What's the alternative to "I built it, I own it"? Seems like forced open sourcing under threat of government force would be worse than what we have now.
Also Meta these days is open sourcing more ML tools than any other corp, so I'm not sure the claim that "killing ... all open-source tendencies" is supportable.
This reads like you’re taking their post in bad faith or otherwise didn’t read all of it. They go on to mention:
> ... you should be thanking [Zuckerberg’s] open source sympathies as he is literally having his company give away open source LLaMa and other AI which his company spends a ton of money training. Without someone stepping up and doing this, the AI [would] belong to only a select few ...
You’re right that such sympathies weren’t exactly “killed” (instead “discouraged”) by advisors but pressing this mistake in phrasing is certainly a bit of a straw man argument.
I'm imagining something like a "software choice" act which requires all network connected devices to be able to, in principle, have their bootloader unlocked and an alternative operating system loaded in with relative ease. No specialized tools, you can't say "well just unsolder this chip" but you can display a prominent warning that the bootloader is unlocked. Basically do it like android does it, but by law.
There are obviously some specifics there, like if the camera on my phone has a firmware blob, does that need to be able to have the firmware updated? A lot of little caveats like that make such a law difficult, but I think with hardware access the open source community can flourish on devices like smart TVs, etc.
People naturally tend to give things away in a gift economy when the marginal cost of making a copy is zero. Dan Pink explains it here: https://m.youtube.com/watch?v=u6XAPnuFjJc
Consider science: it is a privilege in most scientific disciplines to publish one’s discoveries openly for everyone to build on. Except in the bio and pharma departments — there, the intellectual property system has made generically engineered crops trap farmers and has made drugs extremely expensive in the very country that enforces this system. I wrote about Open Source Drugs a whopping 12 years ago: https://magarshak.com/blog/?p=93
Newton said, “if I saw further, it’s because I stood on the shoulders of giants”. He didn’t pay rent to the giants for those shoulders.
Thomas Jefferson said, “He who receives an idea from me, receives instruction himself without lessening mine; as he who lights his taper at mine, receives light without darkening me.”

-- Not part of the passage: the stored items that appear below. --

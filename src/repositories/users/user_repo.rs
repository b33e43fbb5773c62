//! # MongoDB 사용자 리포지토리
//!
//! [`UserStore`]의 운영 구현체입니다. `users` 컬렉션을 사용하며,
//! 유니크 제약은 MongoDB 인덱스로 강제합니다.
//!
//! ## 인덱스
//!
//! | 이름 | 키 | 속성 |
//! |------|----|------|
//! | `email_unique` | `email` | UNIQUE |
//! | `provider_client_id_unique` | `provider`, `client_id` | UNIQUE, `client_id`가 문자열인 문서만 |
//!
//! 중복 키 에러(코드 11000)는 [`StorageError::UniqueViolation`]으로 변환되어
//! 리졸버가 재조회로 처리할 수 있게 합니다.

use std::sync::Arc;
use async_trait::async_trait;
use chrono::{DateTime, Utc};
use mongodb::{
    bson::{doc, oid::ObjectId, Document},
    error::{ErrorKind, WriteFailure},
    options::{FindOneAndUpdateOptions, IndexOptions, ReturnDocument},
    Collection, IndexModel,
};
use crate::{
    config::AuthProvider,
    db::Database,
    domain::entities::users::{NewUser, User},
    errors::errors::StorageError,
};
use super::user_store::UserStore;

const COLLECTION_NAME: &str = "users";
const DUPLICATE_KEY_CODE: i32 = 11000;

pub struct UserRepository {
    /// MongoDB 데이터베이스 연결
    db: Arc<Database>,
}

impl UserRepository {
    pub fn new(db: Arc<Database>) -> Self {
        Self { db }
    }

    fn collection(&self) -> Collection<User> {
        self.db.get_database().collection::<User>(COLLECTION_NAME)
    }

    /// 유니크 인덱스를 생성합니다. 애플리케이션 시작 시 한 번 호출합니다.
    ///
    /// 이미 중복 데이터가 있으면 인덱스 생성이 실패합니다.
    pub async fn create_indexes(&self) -> Result<(), StorageError> {
        let email_index = IndexModel::builder()
            .keys(doc! { "email": 1 })
            .options(IndexOptions::builder()
                .unique(true)
                .name("email_unique".to_string())
                .build())
            .build();

        // client_id가 없는 레코드끼리는 충돌하지 않도록 부분 인덱스 사용
        let client_id_index = IndexModel::builder()
            .keys(doc! { "provider": 1, "client_id": 1 })
            .options(IndexOptions::builder()
                .unique(true)
                .name("provider_client_id_unique".to_string())
                .partial_filter_expression(doc! { "client_id": { "$type": "string" } })
                .build())
            .build();

        self.collection()
            .create_indexes([email_index, client_id_index])
            .await
            .map_err(map_mongo_error)?;

        Ok(())
    }

    async fn update_one_returning(
        &self,
        filter: Document,
        set: Document,
    ) -> Result<Option<User>, StorageError> {
        let options = FindOneAndUpdateOptions::builder()
            .return_document(ReturnDocument::After)
            .build();

        self.collection()
            .find_one_and_update(filter, doc! { "$set": set })
            .with_options(options)
            .await
            .map_err(map_mongo_error)
    }
}

#[async_trait]
impl UserStore for UserRepository {
    async fn find_by_external_id(
        &self,
        provider: AuthProvider,
        external_id: &str,
    ) -> Result<Option<User>, StorageError> {
        self.collection()
            .find_one(doc! { "provider": provider.as_str(), "client_id": external_id })
            .await
            .map_err(map_mongo_error)
    }

    async fn find_by_email(&self, email: &str) -> Result<Option<User>, StorageError> {
        self.collection()
            .find_one(doc! { "email": email })
            .await
            .map_err(map_mongo_error)
    }

    async fn create(&self, user: NewUser) -> Result<User, StorageError> {
        let user = user.into_user(ObjectId::new().to_hex());

        self.collection()
            .insert_one(&user)
            .await
            .map_err(map_mongo_error)?;

        Ok(user)
    }

    async fn attach_external_id(
        &self,
        user_id: &str,
        external_id: &str,
    ) -> Result<Option<User>, StorageError> {
        let filter = unbound_filter(user_id);
        let set = doc! {
            "client_id": external_id,
            "updated_at": bson_datetime(Utc::now())?,
        };

        self.update_one_returning(filter, set).await
    }

    async fn touch_last_login(
        &self,
        user_id: &str,
        at: DateTime<Utc>,
    ) -> Result<Option<User>, StorageError> {
        let set = doc! {
            "last_login": bson_datetime(at)?,
            "updated_at": bson_datetime(Utc::now())?,
        };

        self.update_one_returning(doc! { "_id": user_id }, set).await
    }
}

/// `client_id`가 없거나 null인 문서만 매칭합니다.
///
/// `{"client_id": null}`은 필드가 없는 문서도 매칭하므로
/// 메모리 저장소의 `client_id.is_none()`과 같은 의미가 됩니다.
fn unbound_filter(user_id: &str) -> Document {
    doc! {
        "_id": user_id,
        "client_id": null,
    }
}

/// 엔티티 직렬화와 같은 표현으로 시각을 변환합니다.
fn bson_datetime(at: DateTime<Utc>) -> Result<mongodb::bson::Bson, StorageError> {
    mongodb::bson::to_bson(&at).map_err(|e| StorageError::Query(e.to_string()))
}

/// MongoDB 에러를 저장소 에러로 변환합니다.
pub fn map_mongo_error(e: mongodb::error::Error) -> StorageError {
    match e.kind.as_ref() {
        ErrorKind::Write(WriteFailure::WriteError(write_error)) if write_error.code == DUPLICATE_KEY_CODE => {
            StorageError::UniqueViolation(write_error.message.clone())
        }
        ErrorKind::Command(command_error) if command_error.code == DUPLICATE_KEY_CODE => {
            StorageError::UniqueViolation(command_error.message.clone())
        }
        ErrorKind::ServerSelection { .. } | ErrorKind::Io(_) | ErrorKind::ConnectionPoolCleared { .. } => {
            StorageError::Unavailable(e.to_string())
        }
        _ => StorageError::Query(e.to_string()),
    }
}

Albert Wenger, a friend of mine who is a venture capitalist, general partner at Union Square Ventures here in NY and who raised their climate fund, wrote an entire book called World After Capital about this very thing, and is giving it away: https://worldaftercapital.org
Back then, USV and other VCs were really bullish on Utility Tokens as a way for the participants to own the network, and to incentivize open source voluntarily, without government force:
I also mentioned Meta open sourcing ML, and said you should be thankful to Zuck’s tendencies, which he can exercise in an area that isn’t a core business proposition of facebook. The capitalists have stranged Mark Z’s tendencies in every area where Facebook could extract rents and profits from its ecosystem. And in this, it could have easily gone another way had an IP-loving Steve Jobs type been at the helm. Had FB chosen to branch out into it, like Apple did into, say, banking or cars, then you would see FAR LESS open source competition in AI. Maybe Bloom model?
Also Meta these days is open sourcing more ML tools than any other corp, so I'm not sure the claim that "killing ... all open-source tendencies" is supportable.